Interpreting in Vocational Rehabilitation Settings: Curriculum and Resources from the National Consortium of Interpreter Education Centers (NCIEC)

 iCORE Logo (Innovative & Creative Opportunities for Research & Education)Interpreting in Vocational Rehabilitation Settings:

Curriculum and Resources from the National Consortium of Interpreter Education Centers (NCIEC)

 
 
Anna Witter-Merithew
University of Northern Colorado
Trudy Schafer
Northeastern University
Pauline Annarino
El Camino Community College and Western Oregon University
 
Abstract
 
During the 2010-2015 funding cycle, the National Consortium of Interpreter Education Centers will develop a series of training modules for preparing interpreters to work in Vocational Rehabilitation (VR) settings.  To this end, NCIEC has conducted a literature review (NCIEC, 2011) and conducted multiple expert meetings and focus groups (NCIEC, 2012b) for the purpose of identifying the skills, knowledge and attributes necessary to be effective as an interpreter in the VR context.  Building on a set of entry-to-practice competencies (Witter-Merithew & Johnson, 2005), a set of specialized competencies for working in VR settings and a set of eight (8) training modules have been defined containing between 5-7 units of learning per module.  A flexible design approach has been used so that curriculum can be developed for either pre-service or in-service trainings.  This paper is a report of the progress made to date on this project.
 
Introduction
The mission of the National Consortium of Interpreter Education Centers (NCIEC) is to build and promote effective practices in the fields of interpreting and interpreter education. The NCIEC was formed as a vehicle for sharing knowledge, expertise, leadership, and fiscal resources among the member Centers and for establishing important partnerships with consumer, professional, and academic organizations and institutions. The involvement of consumers and vocational rehabilitation service providers in the development and implementation of all educational initiatives of the NCIEC ensures that programming is grounded in the realities of everyday life of deaf, Deaf-Blind and hard-of-hearing people.

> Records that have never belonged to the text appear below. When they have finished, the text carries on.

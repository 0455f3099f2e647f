//! Storage seam. Every method is one atomic unit of work against the
//! backing store; callers never compose transactions themselves.

use chrono::{DateTime, Utc};

use crate::error::Error;
use crate::intensity::Intensity;
use crate::models::{
    Coordinates, NewRoadSegment, NewSpeedReading, ReadingChanges, RoadSegment, SegmentChanges,
    SpeedReading, User,
};

pub mod memory;
pub mod pg;

pub use self::memory::MemoryStore;
pub use self::pg::PgStore;

/// A segment together with the figures derived from its readings.
#[derive(Clone, Debug, PartialEq)]
pub struct SegmentRecord {
    pub segment: RoadSegment,
    pub total_readings: i64,
    /// Greatest `timestamp`, ties broken by greatest id.
    pub latest_reading: Option<SpeedReading>,
}

#[derive(Clone, Copy, Debug, Default, PartialEq, Eq)]
pub struct SegmentFilter {
    /// Keep only segments whose latest reading classifies as this level.
    /// Segments without readings never match.
    pub intensity: Option<Intensity>,
}

impl SegmentFilter {
    pub fn matches(&self, record: &SegmentRecord) -> bool {
        match self.intensity {
            None => true,
            Some(level) => record
                .latest_reading
                .as_ref()
                .map_or(false, |r| r.intensity() == level),
        }
    }
}

#[derive(Clone, Copy, Debug, Default, PartialEq, Eq)]
pub struct ReadingFilter {
    pub road_segment: Option<i32>,
}

impl ReadingFilter {
    pub fn matches(&self, reading: &SpeedReading) -> bool {
        self.road_segment.map_or(true, |id| reading.road_segment == id)
    }
}

/// Result of importing one row.
#[derive(Clone, Copy, Debug, PartialEq, Eq)]
pub struct ImportOutcome {
    pub segment_id: i32,
    pub reading_id: i32,
    pub segment_created: bool,
}

pub trait Store: Send + Sync + 'static {
    /// Ordered by id ascending.
    fn list_segments(&self, filter: &SegmentFilter) -> Result<Vec<SegmentRecord>, Error>;
    fn get_segment(&self, id: i32) -> Result<SegmentRecord, Error>;
    fn create_segment(&self, new: &NewRoadSegment) -> Result<SegmentRecord, Error>;
    fn update_segment(&self, id: i32, changes: &SegmentChanges) -> Result<SegmentRecord, Error>;
    /// Removes the segment and all of its readings.
    fn delete_segment(&self, id: i32) -> Result<(), Error>;

    /// Ordered by reading timestamp descending.
    fn list_readings(&self, filter: &ReadingFilter) -> Result<Vec<SpeedReading>, Error>;
    fn get_reading(&self, id: i32) -> Result<SpeedReading, Error>;
    /// Fails with `NotFound` if the owning segment does not exist.
    fn create_reading(&self, new: &NewSpeedReading) -> Result<SpeedReading, Error>;
    fn update_reading(&self, id: i32, changes: &ReadingChanges) -> Result<SpeedReading, Error>;
    fn delete_reading(&self, id: i32) -> Result<(), Error>;

    /// Reuses the lowest-id segment with exactly these coordinates or creates
    /// one with `length`, then attaches a reading stamped `at`.
    fn import_reading(
        &self,
        coordinates: &Coordinates,
        length: f64,
        average_speed: f64,
        at: DateTime<Utc>,
    ) -> Result<ImportOutcome, Error>;

    fn create_user(&self, username: &str, is_admin: bool, token: &str) -> Result<User, Error>;
    fn user_for_token(&self, token: &str) -> Result<Option<User>, Error>;
}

This article reports specifically on an initiative related to Interpreting in VR settings – one of the priorities of the 2010-2015 NCIEC grant cycle. Specialist competence in interpreting has been a topic of exploration by various workgroups within the NCIEC since 2005 (Witter-Merithew, 2010). The exploration has focused primarily on defining competencies of specialist practitioners serving special populations, such as Deaf Interpreters, practice in specialized settings such as legal, healthcare, and mental health, and/or specialization resulting from unique functions of the interpreter – such as occurs when interpreting via technology as a video relay or video remote interpreter.

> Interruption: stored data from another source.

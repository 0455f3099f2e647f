use log::info;
use postgres::{Client, NoTls};
use r2d2::Pool;
use r2d2_postgres::PostgresConnectionManager;

pub mod auth;
pub mod config;
pub mod error;
pub mod import;
pub mod intensity;
pub mod models;
pub mod routes;
pub mod store;
pub mod views;

pub use crate::config::Config;
pub use crate::error::Error;
pub use crate::intensity::Intensity;
pub use crate::store::{MemoryStore, PgStore, Store};

pub type DbPool = Pool<PostgresConnectionManager<NoTls>>;

pub fn establish_connection(config: &Config) -> Result<Client, Error> {
    Ok(Client::connect(config.database_url()?, NoTls)?)
}

pub fn create_db_pool(config: &Config) -> Result<DbPool, Error> {
    let pg_config = config.database_url()?.parse::<postgres::Config>()?;
    let manager = PostgresConnectionManager::new(pg_config, NoTls);
    Ok(Pool::builder().max_size(config.pool_size).build(manager)?)
}

pub fn create_db(db: &mut Client) -> Result<(), Error> {
    db.batch_execute(store::pg::CREATE_SCHEMA)?;
    info!("schema created");
    Ok(())
}

pub fn empty_db(db: &mut Client) -> Result<(), Error> {
    db.batch_execute(store::pg::DROP_SCHEMA)?;
    info!("schema dropped");
    Ok(())
}
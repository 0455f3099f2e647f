use std::env;

use dotenv::dotenv;

pub const DEFAULT_BIND_ADDRESS: &str = "127.0.0.1:8088";
pub const DEFAULT_POOL_SIZE: u32 = 10;

#[derive(Debug, thiserror::Error, PartialEq, Eq)]
pub enum ConfigError {
    #[error("{0} must be set")]
    Missing(&'static str),
    #[error("{name} has an invalid value: {value:?}")]
    Invalid { name: &'static str, value: String },
}

#[derive(Clone, Debug, PartialEq, Eq)]
pub struct Config {
    pub database_url: Option<String>,
    pub bind_address: String,
    pub pool_size: u32,
}

impl Config {
    /// Reads `.env` (if any) and then the process environment.
    pub fn from_env() -> Result<Config, ConfigError> {
        dotenv().ok();
        Config::from_lookup(|name| env::var(name).ok())
    }

    pub fn from_lookup<F>(lookup: F) -> Result<Config, ConfigError>
    where
        F: Fn(&str) -> Option<String>,
    {
        let database_url = lookup("DATABASE_URL");
        let bind_address = lookup("BIND_ADDRESS").unwrap_or_else(|| DEFAULT_BIND_ADDRESS.to_string());
        let pool_size = match lookup("DB_POOL_SIZE") {
            None => DEFAULT_POOL_SIZE,
            Some(value) => match value.parse::<u32>() {
                Ok(n) if n > 0 => n,
                _ => {
                    return Err(ConfigError::Invalid {
                        name: "DB_POOL_SIZE",
                        value,
                    })
                }
            },
        };
        Ok(Config {
            database_url,
            bind_address,
            pool_size,
        })
    }

    /// Only the Postgres-backed paths need a database.
    pub fn database_url(&self) -> Result<&str, ConfigError> {
        self.database_url
            .as_deref()
            .ok_or(ConfigError::Missing("DATABASE_URL"))
    }
}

A factor contributing to the exploration of competencies of interpreters in VR settings is the recognition that the standard of competent practice for this setting has yet to be defined.  As well, in 2009 over 80% of State Coordinators for the Deaf survey respondents reported interpreters have become less available to their State VR agency in the past five years (Cokely & Winston, 2009).  Further, they reported difficulties with filling specific types of positions:  44% reported being unable to fill full-time staff interpreter positions and 39% reported being unable to find sufficient part-time contract interpreters. Therefore, designing training programs to increase the pool of qualified individuals to interpret in this setting is dependent upon a clear understanding of the competencies involved.
 
Defining Competencies of the VR Interpreter
In an effort to better understand the nature of specialized competence needed to interpret in this setting, a work-team comprised of members of the National Consortium of Interpreter Education Centers (NCIEC)

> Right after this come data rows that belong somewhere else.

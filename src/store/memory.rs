use std::collections::{BTreeMap, HashMap};
use std::sync::{Mutex, MutexGuard};

use chrono::{DateTime, Utc};

use crate::error::Error;
use crate::models::{
    Coordinates, NewRoadSegment, NewSpeedReading, ReadingChanges, RoadSegment, SegmentChanges,
    SpeedReading, User,
};
use crate::store::{ImportOutcome, ReadingFilter, SegmentFilter, SegmentRecord, Store};

#[derive(Default)]
struct Tables {
    segments: BTreeMap<i32, RoadSegment>,
    readings: BTreeMap<i32, SpeedReading>,
    users: BTreeMap<i32, User>,
    tokens: HashMap<String, i32>,
    next_segment_id: i32,
    next_reading_id: i32,
    next_user_id: i32,
}

impl Tables {
    fn record(&self, segment: &RoadSegment) -> SegmentRecord {
        let mut total_readings = 0;
        let mut latest: Option<&SpeedReading> = None;
        for reading in self.readings.values().filter(|r| r.road_segment == segment.id) {
            total_readings += 1;
            if latest.map_or(true, |l| (reading.timestamp, reading.id) > (l.timestamp, l.id)) {
                latest = Some(reading);
            }
        }
        SegmentRecord {
            segment: segment.clone(),
            total_readings,
            latest_reading: latest.cloned(),
        }
    }

    fn insert_segment(&mut self, new: &NewRoadSegment, now: DateTime<Utc>) -> RoadSegment {
        self.next_segment_id += 1;
        let segment = RoadSegment {
            id: self.next_segment_id,
            coordinates: new.coordinates,
            length: new.length,
            created_at: now,
            updated_at: now,
        };
        self.segments.insert(segment.id, segment.clone());
        segment
    }

    fn insert_reading(&mut self, new: &NewSpeedReading, now: DateTime<Utc>) -> Result<SpeedReading, Error> {
        if !self.segments.contains_key(&new.road_segment) {
            return Err(Error::segment_not_found(new.road_segment));
        }
        self.next_reading_id += 1;
        let reading = SpeedReading {
            id: self.next_reading_id,
            road_segment: new.road_segment,
            average_speed: new.average_speed,
            timestamp: new.timestamp,
            created_at: now,
        };
        self.readings.insert(reading.id, reading.clone());
        Ok(reading)
    }
}

/// Store kept entirely in process memory. One mutex guards all tables, so
/// every operation is trivially atomic.
#[derive(Default)]
pub struct MemoryStore {
    tables: Mutex<Tables>,
}

impl MemoryStore {
    pub fn new() -> MemoryStore {
        MemoryStore::default()
    }

    fn lock(&self) -> Result<MutexGuard<'_, Tables>, Error> {
        self.tables
            .lock()
            .map_err(|_| Error::Store("memory store mutex poisoned".to_string()))
    }
}

impl Store for MemoryStore {
    fn list_segments(&self, filter: &SegmentFilter) -> Result<Vec<SegmentRecord>, Error> {
        let tables = self.lock()?;
        Ok(tables
            .segments
            .values()
            .map(|s| tables.record(s))
            .filter(|r| filter.matches(r))
            .collect())
    }

    fn get_segment(&self, id: i32) -> Result<SegmentRecord, Error> {
        let tables = self.lock()?;
        let segment = tables.segments.get(&id).ok_or_else(|| Error::segment_not_found(id))?;
        Ok(tables.record(segment))
    }

    fn create_segment(&self, new: &NewRoadSegment) -> Result<SegmentRecord, Error> {
        let mut tables = self.lock()?;
        let segment = tables.insert_segment(new, Utc::now());
        Ok(tables.record(&segment))
    }

    fn update_segment(&self, id: i32, changes: &SegmentChanges) -> Result<SegmentRecord, Error> {
        let mut tables = self.lock()?;
        let segment = tables.segments.get_mut(&id).ok_or_else(|| Error::segment_not_found(id))?;
        changes.apply(segment, Utc::now());
        let segment = segment.clone();
        Ok(tables.record(&segment))
    }

    fn delete_segment(&self, id: i32) -> Result<(), Error> {
        let mut tables = self.lock()?;
        if tables.segments.remove(&id).is_none() {
            return Err(Error::segment_not_found(id));
        }
        tables.readings.retain(|_, r| r.road_segment != id);
        Ok(())
    }

    fn list_readings(&self, filter: &ReadingFilter) -> Result<Vec<SpeedReading>, Error> {
        let tables = self.lock()?;
        let mut readings: Vec<SpeedReading> = tables
            .readings
            .values()
            .filter(|r| filter.matches(r))
            .cloned()
            .collect();
        readings.sort_by(|a, b| (b.timestamp, b.id).cmp(&(a.timestamp, a.id)));
        Ok(readings)
    }

    fn get_reading(&self, id: i32) -> Result<SpeedReading, Error> {
        let tables = self.lock()?;
        tables.readings.get(&id).cloned().ok_or_else(|| Error::reading_not_found(id))
    }

    fn create_reading(&self, new: &NewSpeedReading) -> Result<SpeedReading, Error> {
        self.lock()?.insert_reading(new, Utc::now())
    }

    fn update_reading(&self, id: i32, changes: &ReadingChanges) -> Result<SpeedReading, Error> {
        let mut tables = self.lock()?;
        if let Some(segment_id) = changes.road_segment {
            if !tables.segments.contains_key(&segment_id) {
                return Err(Error::segment_not_found(segment_id));
            }
        }
        let reading = tables.readings.get_mut(&id).ok_or_else(|| Error::reading_not_found(id))?;
        changes.apply(reading);
        Ok(reading.clone())
    }

    fn delete_reading(&self, id: i32) -> Result<(), Error> {
        let mut tables = self.lock()?;
        match tables.readings.remove(&id) {
            Some(_) => Ok(()),
            None => Err(Error::reading_not_found(id)),
        }
    }

    fn import_reading(
        &self,
        coordinates: &Coordinates,
        length: f64,
        average_speed: f64,
        at: DateTime<Utc>,
    ) -> Result<ImportOutcome, Error> {
        let mut tables = self.lock()?;
        let existing = tables
            .segments
            .values()
            .find(|s| s.coordinates == *coordinates)
            .map(|s| s.id);
        let (segment_id, segment_created) = match existing {
            Some(id) => (id, false),
            None => {
                let new = NewRoadSegment {
                    coordinates: *coordinates,
                    length,
                };
                (tables.insert_segment(&new, at).id, true)
            }
        };
        let reading = tables.insert_reading(
            &NewSpeedReading {
                road_segment: segment_id,
                average_speed,
                timestamp: at,
            },
            at,
        )?;
        Ok(ImportOutcome {
            segment_id,
            reading_id: reading.id,
            segment_created,
        })
    }

    fn create_user(&self, username: &str, is_admin: bool, token: &str) -> Result<User, Error> {
        let mut tables = self.lock()?;
        if tables.users.values().any(|u| u.username == username) {
            let mut errors = crate::error::FieldErrors::default();
            errors.add("username", "A user with that username already exists.");
            return Err(Error::Validation(errors));
        }
        tables.next_user_id += 1;
        let user = User {
            id: tables.next_user_id,
            username: username.to_string(),
            is_admin,
        };
        tables.users.insert(user.id, user.clone());
        tables.tokens.insert(token.to_string(), user.id);
        Ok(user)
    }

    fn user_for_token(&self, token: &str) -> Result<Option<User>, Error> {
        let tables = self.lock()?;
        Ok(tables
            .tokens
            .get(token)
            .and_then(|id| tables.users.get(id))
            .cloned())
    }
}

was formed. The workgroup collaborated with a pool of seven (7) experts in the fields of Vocational Rehabilitation and interpreting to define the competencies of interpreters in VR settings, towards the goal of developing curriculum to prepare interpreter educators and practitioners for working in this setting.  The findings of the experts were analyzed in relationship to a comprehensive literature review that was conducted (NCIEC, 2011a).  From these investigative processes, and building on the Entry-to-Practice Competencies project (Witter-Merithew & Johnson, 2005) funded by the Department of Education RSA in the 2000-2005 cycle, a set of competencies were defined (NCIEC, 2012a). Consensus regarding the competencies identified was built through a series of eight focus groups comprised of VR personnel and interpreter practitioners from various parts of the United States who possess significant experience interpreting in this setting (NCIEC, 2012b).
In addition to a well-developed mastery of the Entry-to-Practice Competencies, expert findings indicate that interpreters working in VR settings must possess a high degree of competence in working with a wide range of Deaf, hard-of-hearing and deafblind individuals seeking VR services (NCIEC, 2012a).  Many of the deaf individuals served by VR have multiple factors impacting their language use. Interpreters working in this setting must be able to assess the language and communicative needs of VR clients and to adapt their behavior accordingly.
In addition to working with Deaf, hard-of-hearing and deafblind clients, interpreters working in the VR setting also must be qualified to interpret for Deaf Professionals working within the VR system (NCIEC, 2012a).  The language use and communicative needs of these professionals are very different from the clients they serve.  Interpreters working with these professionals must have sufficient interpreting and interpersonal skills to work with a wide range of other professionals in meetings, consultations, and other professional interactions.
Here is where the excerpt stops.